HOW TO COMPLETE THIS TASK - Take the lines below from the first through the one that contains "pub mod config;" and copy them exactly.

EXERCISE MATERIALS -
===

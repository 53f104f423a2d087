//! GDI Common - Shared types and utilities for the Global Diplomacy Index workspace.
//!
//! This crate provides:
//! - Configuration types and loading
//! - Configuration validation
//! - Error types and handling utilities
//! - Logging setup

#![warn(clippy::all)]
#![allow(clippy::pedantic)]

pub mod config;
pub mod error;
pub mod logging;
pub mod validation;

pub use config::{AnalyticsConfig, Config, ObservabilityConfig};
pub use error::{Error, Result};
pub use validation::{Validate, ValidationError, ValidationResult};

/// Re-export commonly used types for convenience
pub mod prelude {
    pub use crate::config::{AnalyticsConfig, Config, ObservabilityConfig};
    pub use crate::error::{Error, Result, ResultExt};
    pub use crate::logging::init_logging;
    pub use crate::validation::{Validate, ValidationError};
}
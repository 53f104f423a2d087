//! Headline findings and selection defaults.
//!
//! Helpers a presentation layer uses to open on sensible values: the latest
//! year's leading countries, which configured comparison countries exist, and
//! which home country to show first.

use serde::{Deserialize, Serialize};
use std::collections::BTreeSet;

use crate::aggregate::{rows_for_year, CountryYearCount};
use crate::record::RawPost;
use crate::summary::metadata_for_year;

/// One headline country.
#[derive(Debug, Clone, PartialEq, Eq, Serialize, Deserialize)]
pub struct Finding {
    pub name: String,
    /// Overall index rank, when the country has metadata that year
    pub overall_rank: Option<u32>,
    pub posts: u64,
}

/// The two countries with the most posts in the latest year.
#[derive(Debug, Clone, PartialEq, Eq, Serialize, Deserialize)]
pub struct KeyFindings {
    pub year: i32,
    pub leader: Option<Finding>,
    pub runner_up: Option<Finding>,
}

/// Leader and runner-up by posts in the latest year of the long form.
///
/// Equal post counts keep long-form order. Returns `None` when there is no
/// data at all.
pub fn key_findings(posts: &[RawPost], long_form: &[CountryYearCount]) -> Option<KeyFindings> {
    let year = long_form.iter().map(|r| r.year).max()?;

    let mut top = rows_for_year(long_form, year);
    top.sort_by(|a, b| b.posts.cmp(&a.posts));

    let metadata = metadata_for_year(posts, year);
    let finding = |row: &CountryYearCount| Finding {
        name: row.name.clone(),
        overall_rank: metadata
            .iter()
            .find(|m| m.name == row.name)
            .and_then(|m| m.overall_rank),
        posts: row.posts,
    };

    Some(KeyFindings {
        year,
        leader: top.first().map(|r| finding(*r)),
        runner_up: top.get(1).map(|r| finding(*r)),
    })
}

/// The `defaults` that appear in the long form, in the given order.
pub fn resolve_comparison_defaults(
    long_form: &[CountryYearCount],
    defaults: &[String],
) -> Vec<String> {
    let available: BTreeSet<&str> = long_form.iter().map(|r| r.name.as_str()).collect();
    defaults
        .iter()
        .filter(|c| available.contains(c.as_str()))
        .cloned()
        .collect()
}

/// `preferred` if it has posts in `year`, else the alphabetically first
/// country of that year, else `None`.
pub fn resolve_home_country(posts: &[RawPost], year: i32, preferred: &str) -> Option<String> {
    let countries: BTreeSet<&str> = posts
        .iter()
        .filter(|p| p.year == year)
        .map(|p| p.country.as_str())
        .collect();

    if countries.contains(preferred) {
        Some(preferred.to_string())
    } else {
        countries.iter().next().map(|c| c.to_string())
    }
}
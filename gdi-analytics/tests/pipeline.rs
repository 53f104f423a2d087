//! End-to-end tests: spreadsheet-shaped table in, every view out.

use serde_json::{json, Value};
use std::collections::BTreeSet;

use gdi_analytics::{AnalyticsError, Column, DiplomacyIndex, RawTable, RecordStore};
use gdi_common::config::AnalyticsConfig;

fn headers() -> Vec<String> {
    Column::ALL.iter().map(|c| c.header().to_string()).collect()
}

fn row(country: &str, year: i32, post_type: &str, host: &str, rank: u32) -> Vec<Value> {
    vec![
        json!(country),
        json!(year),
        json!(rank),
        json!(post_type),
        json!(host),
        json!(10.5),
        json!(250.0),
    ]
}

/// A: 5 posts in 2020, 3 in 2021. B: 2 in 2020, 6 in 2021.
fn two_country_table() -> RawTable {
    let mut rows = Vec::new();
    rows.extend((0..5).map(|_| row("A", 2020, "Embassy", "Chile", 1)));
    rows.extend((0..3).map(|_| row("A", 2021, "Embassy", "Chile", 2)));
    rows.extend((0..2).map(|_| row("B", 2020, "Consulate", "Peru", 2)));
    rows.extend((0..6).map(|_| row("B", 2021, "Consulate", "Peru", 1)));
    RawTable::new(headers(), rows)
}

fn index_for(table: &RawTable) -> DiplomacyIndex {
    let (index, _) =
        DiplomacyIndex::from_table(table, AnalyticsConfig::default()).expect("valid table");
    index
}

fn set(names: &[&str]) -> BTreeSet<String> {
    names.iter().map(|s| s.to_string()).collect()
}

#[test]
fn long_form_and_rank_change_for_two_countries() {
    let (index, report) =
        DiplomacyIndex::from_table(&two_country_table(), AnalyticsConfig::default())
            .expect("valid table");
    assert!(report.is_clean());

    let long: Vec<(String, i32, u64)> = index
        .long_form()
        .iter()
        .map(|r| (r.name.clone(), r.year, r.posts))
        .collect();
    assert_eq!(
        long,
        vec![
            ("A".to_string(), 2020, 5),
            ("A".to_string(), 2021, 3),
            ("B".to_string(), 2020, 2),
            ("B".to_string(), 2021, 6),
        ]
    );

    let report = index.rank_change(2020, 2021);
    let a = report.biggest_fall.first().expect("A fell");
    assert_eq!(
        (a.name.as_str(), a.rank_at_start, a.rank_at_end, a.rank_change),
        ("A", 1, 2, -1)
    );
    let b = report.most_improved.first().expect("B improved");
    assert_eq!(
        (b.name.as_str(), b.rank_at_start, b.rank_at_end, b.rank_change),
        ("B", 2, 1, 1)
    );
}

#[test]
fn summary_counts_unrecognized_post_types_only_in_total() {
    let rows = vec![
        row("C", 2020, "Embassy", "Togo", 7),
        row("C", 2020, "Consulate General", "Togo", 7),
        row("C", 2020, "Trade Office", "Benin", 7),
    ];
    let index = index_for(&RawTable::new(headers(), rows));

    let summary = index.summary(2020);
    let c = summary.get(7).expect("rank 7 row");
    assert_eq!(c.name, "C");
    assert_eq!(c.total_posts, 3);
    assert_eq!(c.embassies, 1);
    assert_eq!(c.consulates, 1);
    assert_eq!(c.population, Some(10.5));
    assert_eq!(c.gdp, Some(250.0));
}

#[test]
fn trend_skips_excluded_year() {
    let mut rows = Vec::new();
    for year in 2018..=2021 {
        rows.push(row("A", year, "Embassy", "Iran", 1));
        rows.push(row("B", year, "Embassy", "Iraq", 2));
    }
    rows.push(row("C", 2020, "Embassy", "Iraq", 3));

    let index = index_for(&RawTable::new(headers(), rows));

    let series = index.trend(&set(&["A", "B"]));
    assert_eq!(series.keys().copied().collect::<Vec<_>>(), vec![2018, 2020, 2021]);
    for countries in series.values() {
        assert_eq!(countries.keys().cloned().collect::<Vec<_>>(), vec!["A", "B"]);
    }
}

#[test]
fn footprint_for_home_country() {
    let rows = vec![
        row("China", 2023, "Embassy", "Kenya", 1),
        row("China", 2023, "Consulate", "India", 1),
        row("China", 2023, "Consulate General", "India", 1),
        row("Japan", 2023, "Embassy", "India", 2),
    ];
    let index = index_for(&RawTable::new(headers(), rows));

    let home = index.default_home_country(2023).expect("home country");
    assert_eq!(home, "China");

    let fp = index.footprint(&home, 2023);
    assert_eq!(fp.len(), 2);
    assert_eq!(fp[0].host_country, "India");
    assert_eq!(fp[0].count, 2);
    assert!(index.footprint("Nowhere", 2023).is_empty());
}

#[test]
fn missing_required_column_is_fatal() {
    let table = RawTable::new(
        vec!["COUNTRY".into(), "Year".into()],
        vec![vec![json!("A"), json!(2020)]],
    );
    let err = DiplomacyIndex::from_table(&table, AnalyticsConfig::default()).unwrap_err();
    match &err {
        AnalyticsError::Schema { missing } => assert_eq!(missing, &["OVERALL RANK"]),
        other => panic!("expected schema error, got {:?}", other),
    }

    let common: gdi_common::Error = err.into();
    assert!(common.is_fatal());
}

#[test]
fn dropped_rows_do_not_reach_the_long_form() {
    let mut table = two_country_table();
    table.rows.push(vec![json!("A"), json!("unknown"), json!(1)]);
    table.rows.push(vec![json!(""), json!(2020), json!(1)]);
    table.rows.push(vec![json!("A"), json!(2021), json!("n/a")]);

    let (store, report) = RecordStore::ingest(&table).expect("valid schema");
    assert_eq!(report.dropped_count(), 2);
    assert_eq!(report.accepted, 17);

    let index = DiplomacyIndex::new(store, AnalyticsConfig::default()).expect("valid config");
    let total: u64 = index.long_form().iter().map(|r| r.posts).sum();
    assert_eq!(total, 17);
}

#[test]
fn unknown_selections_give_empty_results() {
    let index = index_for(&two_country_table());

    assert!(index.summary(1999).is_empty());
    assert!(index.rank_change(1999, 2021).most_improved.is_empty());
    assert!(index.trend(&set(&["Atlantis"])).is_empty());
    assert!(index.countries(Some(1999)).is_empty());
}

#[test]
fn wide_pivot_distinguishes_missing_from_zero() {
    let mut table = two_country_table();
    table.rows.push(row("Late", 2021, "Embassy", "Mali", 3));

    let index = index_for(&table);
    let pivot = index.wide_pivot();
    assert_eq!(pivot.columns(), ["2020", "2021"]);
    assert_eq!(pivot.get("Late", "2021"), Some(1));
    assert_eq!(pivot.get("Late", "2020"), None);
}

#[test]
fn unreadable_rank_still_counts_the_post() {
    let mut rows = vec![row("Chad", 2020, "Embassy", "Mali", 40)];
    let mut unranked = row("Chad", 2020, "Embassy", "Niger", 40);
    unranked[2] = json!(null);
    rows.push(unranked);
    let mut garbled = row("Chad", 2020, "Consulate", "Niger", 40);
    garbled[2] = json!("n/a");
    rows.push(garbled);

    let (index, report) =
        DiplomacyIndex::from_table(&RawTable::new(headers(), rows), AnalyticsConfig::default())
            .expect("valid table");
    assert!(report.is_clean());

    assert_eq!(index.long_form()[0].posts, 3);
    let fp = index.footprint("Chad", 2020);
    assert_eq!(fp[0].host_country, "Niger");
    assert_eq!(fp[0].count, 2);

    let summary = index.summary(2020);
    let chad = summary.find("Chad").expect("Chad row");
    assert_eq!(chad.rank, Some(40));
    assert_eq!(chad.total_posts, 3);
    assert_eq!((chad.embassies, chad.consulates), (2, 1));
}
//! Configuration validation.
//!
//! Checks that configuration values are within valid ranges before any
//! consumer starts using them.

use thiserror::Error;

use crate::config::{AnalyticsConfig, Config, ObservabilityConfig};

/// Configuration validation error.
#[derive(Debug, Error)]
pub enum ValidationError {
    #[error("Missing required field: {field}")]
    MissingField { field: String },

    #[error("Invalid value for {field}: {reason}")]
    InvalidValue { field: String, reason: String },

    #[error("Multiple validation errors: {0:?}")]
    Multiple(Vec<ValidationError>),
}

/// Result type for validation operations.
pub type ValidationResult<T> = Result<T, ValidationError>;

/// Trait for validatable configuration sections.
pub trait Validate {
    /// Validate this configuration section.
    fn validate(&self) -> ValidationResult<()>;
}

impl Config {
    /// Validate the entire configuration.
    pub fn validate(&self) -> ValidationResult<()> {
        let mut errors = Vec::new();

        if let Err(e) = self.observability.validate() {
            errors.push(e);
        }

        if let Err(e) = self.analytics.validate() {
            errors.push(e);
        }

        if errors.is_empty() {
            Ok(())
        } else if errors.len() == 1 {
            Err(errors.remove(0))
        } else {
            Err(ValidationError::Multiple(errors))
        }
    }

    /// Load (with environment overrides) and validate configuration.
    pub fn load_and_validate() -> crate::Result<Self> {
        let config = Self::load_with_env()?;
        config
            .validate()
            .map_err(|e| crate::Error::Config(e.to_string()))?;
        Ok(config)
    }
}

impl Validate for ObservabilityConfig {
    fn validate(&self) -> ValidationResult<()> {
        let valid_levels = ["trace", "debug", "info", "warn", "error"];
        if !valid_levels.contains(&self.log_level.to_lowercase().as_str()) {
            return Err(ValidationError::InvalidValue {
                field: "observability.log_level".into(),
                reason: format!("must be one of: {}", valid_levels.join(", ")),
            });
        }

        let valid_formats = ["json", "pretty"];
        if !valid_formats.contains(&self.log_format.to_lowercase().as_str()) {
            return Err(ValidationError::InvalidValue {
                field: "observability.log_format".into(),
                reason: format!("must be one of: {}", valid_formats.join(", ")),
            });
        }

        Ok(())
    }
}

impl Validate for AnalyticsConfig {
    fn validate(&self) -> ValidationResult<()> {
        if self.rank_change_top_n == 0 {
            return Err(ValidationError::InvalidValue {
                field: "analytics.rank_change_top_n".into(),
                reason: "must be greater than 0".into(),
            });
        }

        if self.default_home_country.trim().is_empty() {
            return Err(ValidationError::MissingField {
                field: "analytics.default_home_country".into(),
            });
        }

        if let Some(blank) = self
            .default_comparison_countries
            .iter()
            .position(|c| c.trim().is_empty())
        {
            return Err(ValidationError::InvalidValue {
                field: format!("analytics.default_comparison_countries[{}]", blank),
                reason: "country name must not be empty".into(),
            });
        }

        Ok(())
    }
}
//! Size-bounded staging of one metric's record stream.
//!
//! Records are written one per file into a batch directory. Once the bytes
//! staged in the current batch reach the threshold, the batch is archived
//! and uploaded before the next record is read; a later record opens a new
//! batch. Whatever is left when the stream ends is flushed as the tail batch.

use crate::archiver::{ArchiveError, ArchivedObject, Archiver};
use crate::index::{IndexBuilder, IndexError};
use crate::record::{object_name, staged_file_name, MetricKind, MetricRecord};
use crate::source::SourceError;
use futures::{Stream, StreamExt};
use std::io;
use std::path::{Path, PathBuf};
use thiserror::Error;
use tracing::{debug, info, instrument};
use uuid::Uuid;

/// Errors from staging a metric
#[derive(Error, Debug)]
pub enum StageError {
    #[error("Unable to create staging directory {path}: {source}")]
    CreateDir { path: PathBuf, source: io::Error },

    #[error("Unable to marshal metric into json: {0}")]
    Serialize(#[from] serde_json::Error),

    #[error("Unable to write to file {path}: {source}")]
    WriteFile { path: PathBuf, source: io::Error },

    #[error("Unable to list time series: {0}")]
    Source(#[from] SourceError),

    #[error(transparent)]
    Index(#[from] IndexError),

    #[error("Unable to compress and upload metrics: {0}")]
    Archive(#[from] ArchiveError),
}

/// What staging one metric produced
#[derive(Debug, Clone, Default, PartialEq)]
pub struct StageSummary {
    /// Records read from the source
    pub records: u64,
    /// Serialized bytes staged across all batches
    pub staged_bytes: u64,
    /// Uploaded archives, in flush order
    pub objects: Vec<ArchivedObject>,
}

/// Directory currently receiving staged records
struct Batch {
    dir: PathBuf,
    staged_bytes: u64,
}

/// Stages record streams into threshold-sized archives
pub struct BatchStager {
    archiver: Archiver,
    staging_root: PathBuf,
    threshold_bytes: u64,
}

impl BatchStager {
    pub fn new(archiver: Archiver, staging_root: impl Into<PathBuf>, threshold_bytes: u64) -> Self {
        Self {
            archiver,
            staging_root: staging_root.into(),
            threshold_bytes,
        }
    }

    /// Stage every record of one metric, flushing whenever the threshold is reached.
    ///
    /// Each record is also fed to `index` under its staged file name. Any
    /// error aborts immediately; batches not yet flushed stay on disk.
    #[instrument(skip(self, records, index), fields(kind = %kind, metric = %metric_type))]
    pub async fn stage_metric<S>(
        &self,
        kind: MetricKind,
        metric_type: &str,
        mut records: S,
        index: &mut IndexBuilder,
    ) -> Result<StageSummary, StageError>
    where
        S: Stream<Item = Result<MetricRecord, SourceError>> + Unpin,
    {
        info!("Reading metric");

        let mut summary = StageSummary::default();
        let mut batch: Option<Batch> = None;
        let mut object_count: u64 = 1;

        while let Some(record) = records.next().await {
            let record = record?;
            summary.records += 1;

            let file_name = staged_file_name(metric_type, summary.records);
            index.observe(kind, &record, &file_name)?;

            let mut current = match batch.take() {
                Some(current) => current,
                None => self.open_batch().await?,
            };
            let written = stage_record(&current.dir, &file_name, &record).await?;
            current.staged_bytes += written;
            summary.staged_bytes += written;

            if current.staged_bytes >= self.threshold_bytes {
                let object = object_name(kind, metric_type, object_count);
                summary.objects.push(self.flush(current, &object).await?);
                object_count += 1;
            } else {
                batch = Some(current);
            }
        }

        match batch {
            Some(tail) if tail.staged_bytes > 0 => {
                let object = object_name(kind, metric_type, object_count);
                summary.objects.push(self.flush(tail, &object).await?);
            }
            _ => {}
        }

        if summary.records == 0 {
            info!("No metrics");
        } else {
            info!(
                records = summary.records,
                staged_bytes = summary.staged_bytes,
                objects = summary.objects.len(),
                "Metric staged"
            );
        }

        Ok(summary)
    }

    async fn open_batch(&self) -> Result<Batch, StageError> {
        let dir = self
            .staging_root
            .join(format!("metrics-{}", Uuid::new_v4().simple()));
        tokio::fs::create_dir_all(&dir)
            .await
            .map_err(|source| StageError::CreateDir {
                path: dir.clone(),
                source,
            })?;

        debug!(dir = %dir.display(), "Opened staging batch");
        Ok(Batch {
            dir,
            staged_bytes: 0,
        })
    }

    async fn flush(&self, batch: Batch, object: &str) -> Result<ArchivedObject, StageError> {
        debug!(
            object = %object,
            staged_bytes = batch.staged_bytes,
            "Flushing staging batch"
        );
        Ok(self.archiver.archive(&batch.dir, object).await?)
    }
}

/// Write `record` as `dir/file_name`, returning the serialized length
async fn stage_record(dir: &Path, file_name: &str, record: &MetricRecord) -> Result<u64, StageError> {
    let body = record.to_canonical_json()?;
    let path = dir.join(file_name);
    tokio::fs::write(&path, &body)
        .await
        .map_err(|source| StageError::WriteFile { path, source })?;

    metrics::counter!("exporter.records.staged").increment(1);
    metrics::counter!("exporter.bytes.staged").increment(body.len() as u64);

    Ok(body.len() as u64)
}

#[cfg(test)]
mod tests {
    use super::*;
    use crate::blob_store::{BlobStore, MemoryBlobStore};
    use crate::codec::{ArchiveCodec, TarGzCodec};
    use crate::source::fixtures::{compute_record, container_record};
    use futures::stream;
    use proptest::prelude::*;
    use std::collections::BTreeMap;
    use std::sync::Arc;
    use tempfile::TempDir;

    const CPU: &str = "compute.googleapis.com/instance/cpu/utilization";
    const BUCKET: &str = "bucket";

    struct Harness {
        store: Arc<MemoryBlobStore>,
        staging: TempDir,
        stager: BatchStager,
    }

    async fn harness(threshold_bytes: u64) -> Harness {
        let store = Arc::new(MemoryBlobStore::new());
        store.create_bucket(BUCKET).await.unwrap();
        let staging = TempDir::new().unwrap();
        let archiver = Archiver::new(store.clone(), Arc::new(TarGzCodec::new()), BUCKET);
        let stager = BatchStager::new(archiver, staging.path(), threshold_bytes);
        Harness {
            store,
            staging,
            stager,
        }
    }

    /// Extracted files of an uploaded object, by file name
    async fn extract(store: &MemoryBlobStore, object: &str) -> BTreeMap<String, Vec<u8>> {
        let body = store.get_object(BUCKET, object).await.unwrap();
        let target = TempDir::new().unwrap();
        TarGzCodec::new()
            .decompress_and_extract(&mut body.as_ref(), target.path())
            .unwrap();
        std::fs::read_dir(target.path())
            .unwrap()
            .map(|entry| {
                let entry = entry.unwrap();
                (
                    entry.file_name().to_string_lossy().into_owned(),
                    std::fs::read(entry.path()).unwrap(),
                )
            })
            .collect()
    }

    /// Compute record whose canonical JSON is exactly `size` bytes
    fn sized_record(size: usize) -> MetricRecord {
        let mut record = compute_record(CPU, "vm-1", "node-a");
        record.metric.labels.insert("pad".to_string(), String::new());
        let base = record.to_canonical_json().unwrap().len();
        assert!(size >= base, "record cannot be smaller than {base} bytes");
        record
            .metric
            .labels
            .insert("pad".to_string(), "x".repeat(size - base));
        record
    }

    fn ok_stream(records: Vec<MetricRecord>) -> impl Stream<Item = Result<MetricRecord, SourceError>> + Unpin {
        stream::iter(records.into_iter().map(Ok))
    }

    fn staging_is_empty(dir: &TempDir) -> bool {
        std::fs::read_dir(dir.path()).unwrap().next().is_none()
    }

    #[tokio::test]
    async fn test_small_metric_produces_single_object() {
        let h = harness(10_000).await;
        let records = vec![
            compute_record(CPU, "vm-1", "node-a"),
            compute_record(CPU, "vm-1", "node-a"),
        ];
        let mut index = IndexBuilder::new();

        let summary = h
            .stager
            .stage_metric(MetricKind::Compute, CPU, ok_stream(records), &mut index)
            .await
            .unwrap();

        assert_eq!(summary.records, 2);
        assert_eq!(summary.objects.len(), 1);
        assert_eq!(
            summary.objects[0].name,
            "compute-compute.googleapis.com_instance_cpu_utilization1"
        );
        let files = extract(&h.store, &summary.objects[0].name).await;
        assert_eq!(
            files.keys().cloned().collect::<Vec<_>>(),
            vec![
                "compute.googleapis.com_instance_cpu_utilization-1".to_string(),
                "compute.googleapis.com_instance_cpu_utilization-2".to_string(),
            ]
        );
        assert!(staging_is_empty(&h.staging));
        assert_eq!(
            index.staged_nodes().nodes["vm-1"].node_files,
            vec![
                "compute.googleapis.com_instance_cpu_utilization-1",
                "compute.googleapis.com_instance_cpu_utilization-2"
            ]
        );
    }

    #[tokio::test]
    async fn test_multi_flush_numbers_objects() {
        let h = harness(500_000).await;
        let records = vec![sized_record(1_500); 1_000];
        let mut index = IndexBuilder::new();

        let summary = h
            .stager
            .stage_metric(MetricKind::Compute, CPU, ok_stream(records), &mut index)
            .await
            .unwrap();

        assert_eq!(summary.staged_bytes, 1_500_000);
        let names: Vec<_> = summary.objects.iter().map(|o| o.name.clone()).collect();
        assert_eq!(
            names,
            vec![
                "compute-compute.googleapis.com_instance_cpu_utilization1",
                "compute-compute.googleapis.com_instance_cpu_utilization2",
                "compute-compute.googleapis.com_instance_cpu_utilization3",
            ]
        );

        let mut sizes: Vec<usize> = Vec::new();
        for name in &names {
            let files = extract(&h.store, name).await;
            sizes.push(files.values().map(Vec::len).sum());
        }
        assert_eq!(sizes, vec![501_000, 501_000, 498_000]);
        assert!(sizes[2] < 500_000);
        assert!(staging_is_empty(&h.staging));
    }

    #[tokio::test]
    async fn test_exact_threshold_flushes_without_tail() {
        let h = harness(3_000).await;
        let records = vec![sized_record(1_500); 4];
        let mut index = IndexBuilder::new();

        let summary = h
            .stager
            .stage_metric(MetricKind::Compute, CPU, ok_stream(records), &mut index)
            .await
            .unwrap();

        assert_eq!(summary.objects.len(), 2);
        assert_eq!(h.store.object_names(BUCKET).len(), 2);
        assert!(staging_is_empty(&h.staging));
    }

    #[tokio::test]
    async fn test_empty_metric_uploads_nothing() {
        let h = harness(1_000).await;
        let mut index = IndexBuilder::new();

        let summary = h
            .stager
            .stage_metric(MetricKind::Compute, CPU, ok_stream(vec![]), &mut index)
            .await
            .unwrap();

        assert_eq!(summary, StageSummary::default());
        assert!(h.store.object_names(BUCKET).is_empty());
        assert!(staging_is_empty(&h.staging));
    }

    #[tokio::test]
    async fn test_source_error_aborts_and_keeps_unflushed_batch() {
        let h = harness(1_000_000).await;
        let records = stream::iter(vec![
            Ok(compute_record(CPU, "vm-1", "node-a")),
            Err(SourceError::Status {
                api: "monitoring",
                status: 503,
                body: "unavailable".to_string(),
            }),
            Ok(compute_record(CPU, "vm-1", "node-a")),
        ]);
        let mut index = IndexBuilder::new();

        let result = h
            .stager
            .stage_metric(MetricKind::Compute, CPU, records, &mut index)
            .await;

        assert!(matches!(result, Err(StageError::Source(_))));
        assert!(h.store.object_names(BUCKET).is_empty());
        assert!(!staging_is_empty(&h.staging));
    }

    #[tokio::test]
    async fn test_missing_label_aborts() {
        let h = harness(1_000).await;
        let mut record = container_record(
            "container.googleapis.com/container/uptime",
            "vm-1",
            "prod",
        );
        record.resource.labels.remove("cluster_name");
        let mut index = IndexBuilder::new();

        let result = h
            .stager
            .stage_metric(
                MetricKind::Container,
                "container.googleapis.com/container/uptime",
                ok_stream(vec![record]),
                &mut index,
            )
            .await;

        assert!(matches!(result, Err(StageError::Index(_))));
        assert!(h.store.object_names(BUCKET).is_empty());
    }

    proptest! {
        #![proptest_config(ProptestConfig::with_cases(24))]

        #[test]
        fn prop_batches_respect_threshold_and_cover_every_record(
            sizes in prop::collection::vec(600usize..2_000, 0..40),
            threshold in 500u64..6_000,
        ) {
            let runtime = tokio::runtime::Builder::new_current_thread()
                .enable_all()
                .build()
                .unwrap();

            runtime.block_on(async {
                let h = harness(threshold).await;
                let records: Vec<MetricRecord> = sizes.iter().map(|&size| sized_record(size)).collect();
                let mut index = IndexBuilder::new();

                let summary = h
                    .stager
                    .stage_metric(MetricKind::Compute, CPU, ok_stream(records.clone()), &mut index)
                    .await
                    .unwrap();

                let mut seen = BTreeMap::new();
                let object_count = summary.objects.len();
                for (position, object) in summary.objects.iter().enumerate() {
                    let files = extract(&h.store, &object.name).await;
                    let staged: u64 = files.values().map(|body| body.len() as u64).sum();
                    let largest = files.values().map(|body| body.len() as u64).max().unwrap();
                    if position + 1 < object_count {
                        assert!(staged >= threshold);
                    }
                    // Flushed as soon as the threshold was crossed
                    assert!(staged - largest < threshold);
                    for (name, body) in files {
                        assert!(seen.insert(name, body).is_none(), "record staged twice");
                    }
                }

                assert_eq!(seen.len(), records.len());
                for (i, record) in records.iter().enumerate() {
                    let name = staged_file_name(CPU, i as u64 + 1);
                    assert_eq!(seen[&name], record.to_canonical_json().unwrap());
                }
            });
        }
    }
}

===

RESPONSE -
repository 53f104f423a2d087
//! GDI Common - Shared types and utilities for the Global Diplomacy Index workspace.
//!
//! This crate provides:
//! - Configuration types and loading
//! - Configuration validation
//! - Error types and handling utilities
//! - Logging setup

#![warn(clippy::all)]
#![allow(clippy::pedantic)]

pub mod config;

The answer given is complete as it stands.